A and A's Movie A Day

Watching movies until we run out.


April 2, 2010


For the first time since we’ve started our daily movie project Amanda and I are watching the movie separately.  So we chose a movie we’ve both watched and enjoyed umpteen bajillion times: Ghostbusters.

As with Buckaroo Banzai this is one of our most often quoted movies.  Things like “Listen!  Do you smell something?” and “You’re right.  No human being would stack books this way.” are just part of our lexicon.  In particular, however, the line “This magnificent feast here represents the LAST of the petty cash” is something that has morphed into “this represents the LAST of the petty breakfast cereal” or whatever we’re about to run out of.  We quote it at least once a week… probably more often.

I was twelve years old when I went to see this movie in the theater.  I remember spending the night afterwards at my friend Eric’s house dreaming that I was a ghostbuster being trained in the use of a proton pack.  What’s interesting to me is that in all the intervening years my love for this movie hasn’t lessened at all.  The only thing that has really aged about the movie at all is its music, and who doesn’t love the synthesised pop music of the eighties?  Other than that the entire movie is timeless.  It could be set in today’s New York just as well as that of 1984.

There’s not much more to say about Ghostbusters, really.  It feels like a movie made specifically for my teenaged self, and I feel like I’m twelve again every time I see it.  I don’t feel like I need to give a plot summary or anything like that, because I’m sure everybody has seen this movie already.  If not… why on earth not?  Don’t read a review of it – just go watch it!

The DVD of this movie was one of great early DVD releases.  It came out in 1997 or 1998 and it is PACKED with great extras.  In particular I love the commentary track that has shadows of the commentators MST3K style in front of the movie.  (A trick also used briefly in the UHF commentary track as I mentioned in my review for that movie.)  Some nice tidbits in the commentary about filming in New York and such.  Harold Ramis says the key to comedy is strange entrances (from under tables and such) and big funny hair.  A lot of nice making of features as well, especially considering that this DVD was produced more than a decade after the movie was made.  Somebody had a lot of foresight hanging on to all that documentary footage.

So.  Ghostbusters.  Go watch it again right now.

April 2, 2010 - Posted by | daily reviews | , , , ,


  1. Actually, I disagree that it could be in today’s New York — a lot of it represents Perfect 80s Movie New York. This can also be viewed in After Hours and Splash! Along with Sesame Street and Splash!, Ghostbusters formed my first ideas of what an actual city must be like.
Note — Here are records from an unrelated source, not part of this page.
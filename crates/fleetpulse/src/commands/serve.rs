use std::net::SocketAddr;
use std::sync::Arc;
use std::time::Duration;

use tokio_util::sync::CancellationToken;

use fleetpulse_core::{DeviceStore, SqliteStore};
use fleetpulse_server::{AppState, sweeper};

use crate::cli::ServeArgs;
use crate::config::Config;
use crate::error::CliError;

pub async fn run(args: ServeArgs, config: &Config) -> Result<(), CliError> {
    let policy = config.timing.to_policy();

    let database = args
        .database
        .as_deref()
        .unwrap_or(&config.server.database);
    let store: Arc<dyn DeviceStore> = if database == ":memory:" {
        Arc::new(SqliteStore::open_in_memory()?)
    } else {
        Arc::new(SqliteStore::open(database)?)
    };
    tracing::info!(database, "store opened");

    let state = Arc::new(AppState::new(store, policy.clone()));
    let shutdown = CancellationToken::new();

    if let Some(secs) = args.sweep_interval_secs {
        tokio::spawn(sweeper::run(
            state.reaper.clone(),
            Duration::from_secs(secs),
            policy.staleness_threshold,
            shutdown.child_token(),
        ));
    }

    let signal = shutdown.clone();
    tokio::spawn(async move {
        if tokio::signal::ctrl_c().await.is_ok() {
            tracing::info!("ctrl-c received, shutting down");
            signal.cancel();
        }
    });

    let addr = SocketAddr::new(
        args.bind.unwrap_or(config.server.bind),
        args.port.unwrap_or(config.server.port),
    );
    fleetpulse_server::serve(addr, state, shutdown).await?;
    Ok(())
}
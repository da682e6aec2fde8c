//! `fleetpulse` — serve, watch, and inspect live device-status snapshots.

mod cli;
mod commands;
mod config;
mod error;

use std::process::ExitCode;

use clap::Parser;
use owo_colors::OwoColorize;

use crate::cli::Cli;

#[tokio::main]
async fn main() -> ExitCode {
    let cli = Cli::parse();
    init_tracing(cli.global.verbose);

    match commands::run(cli).await {
        Ok(()) => ExitCode::SUCCESS,
        Err(err) => {
            eprintln!("{} {err}", "error:".red().bold());
            ExitCode::FAILURE
        }
    }
}

/// `-v` raises the default level; `RUST_LOG` wins when set.
fn init_tracing(verbose: u8) {
    let default = match verbose {
        0 => "warn",
        1 => "info,fleetpulse=debug",
        _ => "debug",
    };
    let filter = tracing_subscriber::EnvFilter::try_from_default_env()
        .unwrap_or_else(|_| tracing_subscriber::EnvFilter::new(default));

    tracing_subscriber::fmt()
        .with_env_filter(filter)
        .with_writer(std::io::stderr)
        .init();
}
//! Route definitions.

use std::sync::Arc;

use axum::Router;
use axum::routing::{get, post};

use crate::AppState;
use crate::handlers;

/// API routes, matching the dashboard's existing paths.
pub fn api_routes() -> Router<Arc<AppState>> {
    Router::new()
        .route(
            "/api/device_updates_stream",
            get(handlers::device_updates_stream),
        )
        .route("/api/device_stats", get(handlers::device_stats))
        .route(
            "/api/connection-recovery",
            post(handlers::connection_recovery),
        )
        .route("/api/health", get(handlers::health))
}
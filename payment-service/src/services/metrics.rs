use metrics::counter;
use metrics_exporter_prometheus::{PrometheusBuilder, PrometheusHandle};
use std::sync::OnceLock;

pub static METRICS_HANDLE: OnceLock<PrometheusHandle> = OnceLock::new();

pub fn init_metrics() -> anyhow::Result<()> {
    let handle = PrometheusBuilder::new()
        .install_recorder()
        .map_err(|e| anyhow::anyhow!("failed to install Prometheus recorder: {}", e))?;

    METRICS_HANDLE
        .set(handle)
        .map_err(|_| anyhow::anyhow!("metrics handle already initialized"))?;

    Ok(())
}

pub fn get_metrics() -> String {
    METRICS_HANDLE
        .get()
        .map(|handle| handle.render())
        .unwrap_or_else(|| "# Metrics recorder not initialized\n".to_string())
}

/// Record the outcome of a signature check.
pub fn record_verification(gateway: &'static str, valid: bool) {
    let outcome = if valid { "valid" } else { "invalid" };
    counter!(
        "payment_signature_verifications_total",
        "gateway" => gateway,
        "outcome" => outcome
    )
    .increment(1);
}

/// Record an outbound gateway call.
pub fn record_gateway_request(gateway: &'static str, operation: &'static str, success: bool) {
    let outcome = if success { "success" } else { "failure" };
    counter!(
        "payment_gateway_requests_total",
        "gateway" => gateway,
        "operation" => operation,
        "outcome" => outcome
    )
    .increment(1);
}
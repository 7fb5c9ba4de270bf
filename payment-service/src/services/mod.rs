pub mod metrics;
pub mod phonepe;
pub mod razorpay;

pub use metrics::{get_metrics, init_metrics};
pub use phonepe::PhonePeClient;
pub use razorpay::RazorpayClient;
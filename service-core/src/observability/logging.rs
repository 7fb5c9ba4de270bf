use opentelemetry::KeyValue;
use opentelemetry_otlp::WithExportConfig;
use opentelemetry_sdk::{Resource, runtime, trace as sdktrace};
use tracing_subscriber::{layer::SubscriberExt, util::SubscriberInitExt};

/// Install the global subscriber: JSON logs, filtered by `RUST_LOG` or
/// `log_level`, plus an OTLP span exporter when `otlp_endpoint` is set.
pub fn init_tracing(
    service_name: &str,
    log_level: &str,
    otlp_endpoint: Option<&str>,
) -> anyhow::Result<()> {
    let env_filter = tracing_subscriber::EnvFilter::try_from_default_env()
        .unwrap_or_else(|_| tracing_subscriber::EnvFilter::new(log_level));

    let telemetry = match otlp_endpoint {
        Some(endpoint) => {
            let otlp_exporter = opentelemetry_otlp::new_exporter()
                .tonic()
                .with_endpoint(endpoint);

            let tracer = opentelemetry_otlp::new_pipeline()
                .tracing()
                .with_exporter(otlp_exporter)
                .with_trace_config(sdktrace::config().with_resource(Resource::new(vec![
                    KeyValue::new("service.name", service_name.to_string()),
                ])))
                .install_batch(runtime::Tokio)
                .map_err(|e| {
                    anyhow::anyhow!(
                        "Failed to initialize OTLP tracer for '{}' at '{}': {}",
                        service_name,
                        endpoint,
                        e
                    )
                })?;

            Some(tracing_opentelemetry::layer().with_tracer(tracer))
        }
        None => None,
    };

    tracing_subscriber::registry()
        .with(env_filter)
        .with(telemetry)
        .with(
            tracing_subscriber::fmt::layer()
                .with_file(true)
                .with_line_number(true)
                .json()
                .flatten_event(true),
        )
        .try_init()
        .map_err(|e| anyhow::anyhow!("Failed to install tracing subscriber: {}", e))?;

    Ok(())
}
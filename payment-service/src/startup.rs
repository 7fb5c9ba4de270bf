//! Application startup and lifecycle management.

use crate::config::Config;
use crate::handlers;
use crate::services::{PhonePeClient, RazorpayClient};
use axum::{
    middleware::from_fn,
    routing::{get, post},
    Router,
};
use service_core::error::AppError;
use service_core::middleware::{
    metrics_middleware, request_id_middleware, security_headers_middleware, REQUEST_ID_HEADER,
};
use std::net::SocketAddr;
use tokio::net::TcpListener;
use tower_http::{cors::CorsLayer, trace::TraceLayer};

/// Shared application state.
#[derive(Clone)]
pub struct AppState {
    pub config: Config,
    pub razorpay: Option<RazorpayClient>,
    pub phonepe: Option<PhonePeClient>,
}

impl AppState {
    /// Build gateway clients from configuration. Empty secrets are fatal.
    pub fn new(config: Config) -> Result<Self, AppError> {
        let http = reqwest::Client::builder()
            .timeout(config.gateway_timeout)
            .build()
            .map_err(|e| AppError::ConfigError(anyhow::anyhow!("HTTP client: {}", e)))?;

        let razorpay = config
            .razorpay
            .clone()
            .map(|c| RazorpayClient::new(c, http.clone()))
            .transpose()
            .map_err(|e| AppError::ConfigError(anyhow::anyhow!("Razorpay: {}", e)))?;

        let phonepe = config
            .phonepe
            .clone()
            .map(|c| PhonePeClient::new(c, http.clone()))
            .transpose()
            .map_err(|e| AppError::ConfigError(anyhow::anyhow!("PhonePe: {}", e)))?;

        Ok(Self {
            config,
            razorpay,
            phonepe,
        })
    }

    pub fn razorpay(&self) -> Result<&RazorpayClient, AppError> {
        self.razorpay
            .as_ref()
            .ok_or_else(|| AppError::ServiceUnavailable("Razorpay is not configured".to_string()))
    }

    pub fn phonepe(&self) -> Result<&PhonePeClient, AppError> {
        self.phonepe
            .as_ref()
            .ok_or_else(|| AppError::ServiceUnavailable("PhonePe is not configured".to_string()))
    }
}

pub fn build_router(state: AppState) -> Router {
    Router::new()
        .route("/", get(handlers::index))
        .route("/health", get(handlers::health_check))
        .route("/ready", get(handlers::readiness_check))
        .route("/metrics", get(handlers::metrics))
        // Razorpay endpoints
        .route("/create-order", post(handlers::razorpay::create_order))
        .route("/verify-payment", post(handlers::razorpay::verify_payment))
        .route("/webhooks/razorpay", post(handlers::razorpay::webhook))
        // PhonePe endpoints
        .route("/phonepe/pay", post(handlers::phonepe::pay))
        .route(
            "/phonepe/status/:transaction_id",
            get(handlers::phonepe::status),
        )
        .route("/phonepe/redirect", post(handlers::phonepe::redirect))
        .route("/phonepe/callback", post(handlers::phonepe::callback))
        .layer(from_fn(security_headers_middleware))
        .layer(from_fn(metrics_middleware))
        .layer(
            TraceLayer::new_for_http().make_span_with(|request: &axum::http::Request<_>| {
                let request_id = request
                    .headers()
                    .get(REQUEST_ID_HEADER)
                    .and_then(|value| value.to_str().ok())
                    .unwrap_or("-");

                tracing::info_span!(
                    "http_request",
                    request_id = %request_id,
                    method = %request.method(),
                    uri = %request.uri().path(),
                    version = ?request.version(),
                )
            }),
        )
        .layer(from_fn(request_id_middleware))
        .layer(CorsLayer::permissive())
        .with_state(state)
}

/// Application container for managing server lifecycle.
pub struct Application {
    port: u16,
    listener: TcpListener,
    router: Router,
}

impl Application {
    /// Build the application with the given configuration.
    pub async fn build(config: Config) -> Result<Self, AppError> {
        let state = AppState::new(config.clone())?;

        match &state.razorpay {
            Some(razorpay) => tracing::info!(
                key_id = %razorpay.key_id(),
                webhooks = razorpay.webhook_enabled(),
                "Razorpay client initialized"
            ),
            None => tracing::info!("Razorpay disabled"),
        }
        match &state.phonepe {
            Some(phonepe) => {
                tracing::info!(merchant_id = %phonepe.merchant_id(), "PhonePe client initialized")
            }
            None => tracing::info!("PhonePe disabled"),
        }

        let host: std::net::IpAddr = config.server.host.parse().map_err(|e| {
            AppError::ConfigError(anyhow::anyhow!(
                "Invalid host {:?}: {}",
                config.server.host,
                e
            ))
        })?;

        // Port 0 = random port for testing
        let addr = SocketAddr::new(host, config.server.port);
        let listener = TcpListener::bind(addr).await.map_err(|e| {
            tracing::error!("Failed to bind HTTP listener to {}: {}", addr, e);
            AppError::from(e)
        })?;
        let port = listener.local_addr()?.port();

        tracing::info!("Payment service listening on port {}", port);

        Ok(Self {
            port,
            listener,
            router: build_router(state),
        })
    }

    /// Get the port the server is listening on.
    pub fn port(&self) -> u16 {
        self.port
    }

    /// Run the application until stopped.
    pub async fn run_until_stopped(self) -> std::io::Result<()> {
        axum::serve(self.listener, self.router).await
    }
}
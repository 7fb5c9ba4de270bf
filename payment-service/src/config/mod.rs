use dotenvy::dotenv;
use secrecy::Secret;
use std::env;
use std::time::Duration;
use thiserror::Error;

/// Errors that abort startup.
#[derive(Debug, Error, PartialEq, Eq)]
pub enum ConfigError {
    #[error("Required configuration missing: {0}")]
    MissingRequired(&'static str),

    #[error("Invalid value for {key}: {value:?}")]
    Invalid { key: &'static str, value: String },

    #[error("No payment gateway configured: set RAZORPAY_KEY_ID or PHONEPE_MERCHANT_ID")]
    NoGatewayConfigured,
}

#[derive(Clone, Debug)]
pub struct Config {
    pub server: ServerConfig,
    pub razorpay: Option<RazorpayConfig>,
    pub phonepe: Option<PhonePeConfig>,
    pub gateway_timeout: Duration,
    pub observability: ObservabilityConfig,
    pub service_name: String,
}

#[derive(Clone, Debug)]
pub struct ServerConfig {
    pub host: String,
    pub port: u16,
}

#[derive(Clone, Debug)]
pub struct RazorpayConfig {
    pub key_id: String,
    pub key_secret: Secret<String>,
    pub webhook_secret: Option<Secret<String>>,
    pub api_base_url: String,
}

#[derive(Clone, Debug)]
pub struct PhonePeConfig {
    pub merchant_id: String,
    pub salt_key: Secret<String>,
    pub salt_index: u32,
    pub api_base_url: String,
    /// Where PhonePe sends the customer's browser after checkout.
    pub redirect_url: String,
    /// Server-to-server notification endpoint registered with PhonePe.
    pub callback_url: String,
    pub success_url: String,
    pub failure_url: String,
}

#[derive(Clone, Debug)]
pub struct ObservabilityConfig {
    pub log_level: String,
    pub otlp_endpoint: Option<String>,
}

const DEFAULT_RAZORPAY_API_BASE_URL: &str = "https://api.razorpay.com/v1";
const DEFAULT_PHONEPE_API_BASE_URL: &str = "https://api-preprod.phonepe.com/apis/pg-sandbox";

impl Config {
    /// Load configuration from the process environment (and `.env`).
    pub fn from_env() -> Result<Self, ConfigError> {
        dotenv().ok();
        Self::from_lookup(|key| env::var(key).ok())
    }

    /// Load configuration through `lookup`. Blank values count as unset.
    pub fn from_lookup<F>(lookup: F) -> Result<Self, ConfigError>
    where
        F: Fn(&str) -> Option<String>,
    {
        let var = |key: &str| {
            lookup(key)
                .map(|v| v.trim().to_string())
                .filter(|v| !v.is_empty())
        };
        // Secrets are signing keys: blank means unset, otherwise kept byte for byte.
        let secret = |key: &str| lookup(key).filter(|v| !v.trim().is_empty());

        let host = var("PAYMENT_SERVICE_HOST").unwrap_or_else(|| "0.0.0.0".to_string());
        let port = match var("PORT").or_else(|| var("PAYMENT_SERVICE_PORT")) {
            Some(raw) => raw.parse().map_err(|_| ConfigError::Invalid {
                key: "PORT",
                value: raw,
            })?,
            None => 5000,
        };

        let razorpay = match var("RAZORPAY_KEY_ID") {
            Some(key_id) => Some(RazorpayConfig {
                key_id,
                key_secret: Secret::new(
                    secret("RAZORPAY_KEY_SECRET")
                        .ok_or(ConfigError::MissingRequired("RAZORPAY_KEY_SECRET"))?,
                ),
                webhook_secret: secret("RAZORPAY_WEBHOOK_SECRET").map(Secret::new),
                api_base_url: var("RAZORPAY_API_BASE_URL")
                    .unwrap_or_else(|| DEFAULT_RAZORPAY_API_BASE_URL.to_string()),
            }),
            None if secret("RAZORPAY_KEY_SECRET").is_some() => {
                return Err(ConfigError::MissingRequired("RAZORPAY_KEY_ID"));
            }
            None => None,
        };

        let phonepe = match var("PHONEPE_MERCHANT_ID") {
            Some(merchant_id) => {
                let salt_index = match var("PHONEPE_SALT_INDEX") {
                    Some(raw) => raw.parse().map_err(|_| ConfigError::Invalid {
                        key: "PHONEPE_SALT_INDEX",
                        value: raw,
                    })?,
                    None => 1,
                };

                Some(PhonePeConfig {
                    merchant_id,
                    salt_key: Secret::new(
                        secret("PHONEPE_SALT_KEY")
                            .ok_or(ConfigError::MissingRequired("PHONEPE_SALT_KEY"))?,
                    ),
                    salt_index,
                    api_base_url: var("PHONEPE_API_BASE_URL")
                        .unwrap_or_else(|| DEFAULT_PHONEPE_API_BASE_URL.to_string()),
                    redirect_url: var("PHONEPE_REDIRECT_URL").unwrap_or_else(|| {
                        format!("http://localhost:{}/phonepe/redirect", port)
                    }),
                    callback_url: var("PHONEPE_CALLBACK_URL").unwrap_or_else(|| {
                        format!("http://localhost:{}/phonepe/callback", port)
                    }),
                    success_url: var("PHONEPE_SUCCESS_URL")
                        .unwrap_or_else(|| "http://localhost:3000/payment/success".to_string()),
                    failure_url: var("PHONEPE_FAILURE_URL")
                        .unwrap_or_else(|| "http://localhost:3000/payment/failure".to_string()),
                })
            }
            None if secret("PHONEPE_SALT_KEY").is_some() => {
                return Err(ConfigError::MissingRequired("PHONEPE_MERCHANT_ID"));
            }
            None => None,
        };

        if razorpay.is_none() && phonepe.is_none() {
            return Err(ConfigError::NoGatewayConfigured);
        }

        let gateway_timeout = match var("GATEWAY_TIMEOUT_SECS") {
            Some(raw) => match raw.parse::<u64>() {
                Ok(secs) if secs > 0 => Duration::from_secs(secs),
                _ => {
                    return Err(ConfigError::Invalid {
                        key: "GATEWAY_TIMEOUT_SECS",
                        value: raw,
                    });
                }
            },
            None => Duration::from_secs(30),
        };

        Ok(Self {
            server: ServerConfig { host, port },
            razorpay,
            phonepe,
            gateway_timeout,
            observability: ObservabilityConfig {
                log_level: var("LOG_LEVEL")
                    .unwrap_or_else(|| "info,payment_service=debug".to_string()),
                otlp_endpoint: var("OTLP_ENDPOINT"),
            },
            service_name: "payment-service".to_string(),
        })
    }
}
    Comment by A. | April 2, 2010 | Reply

  2. I guess I don’t really know what today’s New York is like. I’ve only been there a couple times (I have vivid memories of walking through Times Square in the eighties before it was sanitized when it was a seedy pit of sleaze.) I guess in my mind New York hasn’t changed at all since then, except for certain painful alterations to the skyline. But compare, say, the New York of Ghostbusters and the New York of Spider Man. I see no major difference. Except perhaps that Ghostbusters treats the city with some respect. If they did a re-make or reboot of Ghostbusters today I maintain that there would be very little change. (And I hope and pray that such an un-necessary reboot never happens!)